肝纤维化的病理变化起始于肝星状细胞（HSC）的活化，正常肝脏中，HSC处于静止状态，合成胶原的能力很低［14］。当肝细胞受到损伤时，多种细胞因子被分泌，如转化生长因子β（TGF-β）、肿瘤坏死因子α（TNF-α）、胰岛素生长因子（IGF-1）、肝细胞生长因子（HGF）、血小板源性生长因子（PDGF）等，这些细胞因子活化HSC，使之出现肌成纤维母细胞样表型转化，导致细胞增殖、纤维化以及肝脏细胞外基质（ECM）合成增加等，ECM蛋白包括Ⅰ型胶原、Ⅲ型胶原和α-SMA，这些蛋白质被认为是肝星状细胞活化和肝纤维化的标志物［15］。本研究的细胞实验结果显示，TGF-β1组细胞表达α-SMA和Ⅰ型collagen蛋白较对照组细胞升高，羟尼酮组细胞表达这两种蛋白的水平较TGF-β1组细胞下降，而且呈现一定的量效关系，说明羟尼酮能够抑制肝星状细胞的活化。
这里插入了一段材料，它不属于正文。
//! Core `Summarizer` trait and `ApiSummarizer` implementation.
//!
//! `ApiSummarizer` calls any OpenAI-compatible `/v1/chat/completions`
//! endpoint.  All connection details come from [`LlmConfig`]; nothing is
//! hardcoded.  Exactly one downstream call is issued per invocation — no
//! streaming, no retries.

use async_trait::async_trait;
use thiserror::Error;

use crate::config::LlmConfig;
use crate::summary::prompt::{PromptBuilder, SummaryFormat};

// ---------------------------------------------------------------------------
// SummaryError
// ---------------------------------------------------------------------------

/// Errors that can occur during summary generation.
///
/// Callers that only need the flat "operation failed" view can use
/// `to_string()`; the variants exist so that network failures, downstream
/// rejections and malformed responses stay distinguishable server-side.
#[derive(Debug, Error)]
pub enum SummaryError {
    /// HTTP transport or connection error.
    #[error("HTTP request failed: {0}")]
    Request(String),

    /// The request did not complete within the configured timeout.
    #[error("summary request timed out")]
    Timeout,

    /// The downstream service answered with a non-success status.
    #[error("completions API returned {status}: {message}")]
    Backend { status: u16, message: String },

    /// The HTTP response could not be parsed as expected JSON.
    #[error("failed to parse completions response: {0}")]
    Parse(String),

    /// The completion carried no usable text content.
    #[error("completions API returned an empty response")]
    EmptyResponse,
}

impl From<reqwest::Error> for SummaryError {
    fn from(e: reqwest::Error) -> Self {
        if e.is_timeout() {
            SummaryError::Timeout
        } else {
            SummaryError::Request(e.to_string())
        }
    }
}

// ---------------------------------------------------------------------------
// Summarizer trait
// ---------------------------------------------------------------------------

/// Async trait for summary generation.
///
/// Implementors must be `Send + Sync` so they can be shared across tasks
/// (e.g. wrapped in `Arc<dyn Summarizer>`).
///
/// # Arguments
/// * `text`   – The paper text to summarize.
/// * `format` – Parsed format, or `None` for an unrecognized wire tag
///              (degrades to the bare prompt prefix).
#[async_trait]
pub trait Summarizer: Send + Sync {
    async fn summarize(
        &self,
        text: &str,
        format: Option<SummaryFormat>,
    ) -> Result<String, SummaryError>;
}

// Compile-time assertion: Box<dyn Summarizer> must be constructible.
const _: fn() = || {
    fn _assert_object_safe(_: Box<dyn Summarizer>) {}
};

// ---------------------------------------------------------------------------
// ApiSummarizer
// ---------------------------------------------------------------------------

/// Calls an OpenAI-compatible `/v1/chat/completions` endpoint.
///
/// The conversation is always exactly two messages: the system instruction
/// built by [`PromptBuilder`] and the user-supplied paper text.
pub struct ApiSummarizer {
    client: reqwest::Client,
    config: LlmConfig,
    api_key: Option<String>,
}

impl ApiSummarizer {
    /// Build an `ApiSummarizer` from application config.
    ///
    /// The HTTP client is pre-configured with the per-request timeout from
    /// `config.timeout_secs`.  The API key is resolved once at construction
    /// (environment variable wins over the config file).
    pub fn from_config(config: &LlmConfig) -> Self {
        let client = reqwest::Client::builder()
            .timeout(std::time::Duration::from_secs(config.timeout_secs))
            .build()
            .unwrap_or_else(|_| reqwest::Client::new());

        let api_key = config.resolved_api_key();

        Self {
            client,
            config: config.clone(),
            api_key,
        }
    }
}

#[async_trait]
impl Summarizer for ApiSummarizer {
    /// Send `text` to the configured endpoint and return the summary.
    ///
    /// The `Authorization: Bearer …` header is attached **only** when a
    /// non-empty API key was resolved — safe for local providers that
    /// require no authentication.
    async fn summarize(
        &self,
        text: &str,
        format: Option<SummaryFormat>,
    ) -> Result<String, SummaryError> {
        let system_msg = PromptBuilder::system_instruction(format);

        let url = format!("{}/v1/chat/completions", self.config.base_url);

        let body = serde_json::json!({
            "model":       self.config.model,
            "messages": [
                { "role": "system", "content": system_msg },
                { "role": "user",   "content": text       }
            ],
            "stream":      false,
            "temperature": self.config.temperature
        });

        let mut req = self.client.post(&url).json(&body);

        let key = self.api_key.as_deref().unwrap_or("");
        if !key.is_empty() {
            req = req.bearer_auth(key);
        }

        let response = req.send().await?;

        let status = response.status();
        if !status.is_success() {
            let message = response.text().await.unwrap_or_default();
            return Err(SummaryError::Backend {
                status: status.as_u16(),
                message,
            });
        }

        let json: serde_json::Value = response
            .json()
            .await
            .map_err(|e| SummaryError::Parse(e.to_string()))?;

        let summary = json["choices"][0]["message"]["content"]
            .as_str()
            .ok_or(SummaryError::EmptyResponse)?
            .trim()
            .to_string();

        if summary.is_empty() {
            return Err(SummaryError::EmptyResponse);
        }

        Ok(summary)
    }
}

// ---------------------------------------------------------------------------
// Tests
// ---------------------------------------------------------------------------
在刺激HSC活化的细胞因子中，TGF-β的作用是最重要的，是目前已知最强烈的纤维化促进因子，在TGF-β的信号转导传导通路中，涉及到多种蛋白的磷酸化，包括Smad3、P38、ERK、Akt等，其中Smad3是TGF-β的信号传导的重要分子［16-21］。本研究分析比较了不同作用时间下的各组细胞表达TGF-β信号转导通路磷酸化蛋白的水平，结果显示，对照组细胞表达TGF-β信号转导通路磷酸化蛋白的水平最低，TGF-β1刺激细胞后，TGF-β1组细胞、羟尼酮200 μmol/L组细胞和吡非尼酮200 μmol/L组细胞的TGF-β信号转导通路磷酸化蛋白的表达水平随着作用时间的延长而增加，但在相同的作用时间下，羟尼酮200 μmol/L组细胞与吡非尼酮200 μmol/L组细胞TGF-β信号转导通路磷酸化蛋白的表达水平均低于TGF-β组细胞，说明羟尼酮可以抑制TGF-β信号转导通路蛋白磷酸化。

综上所述，羟尼酮可显著抑制TGF-β信号转导通路蛋白的磷酸化，从而阻止TGF-β1介导的肝星状细胞活化，可能是其缓解CCl4诱导的大鼠肝纤维化机制之一。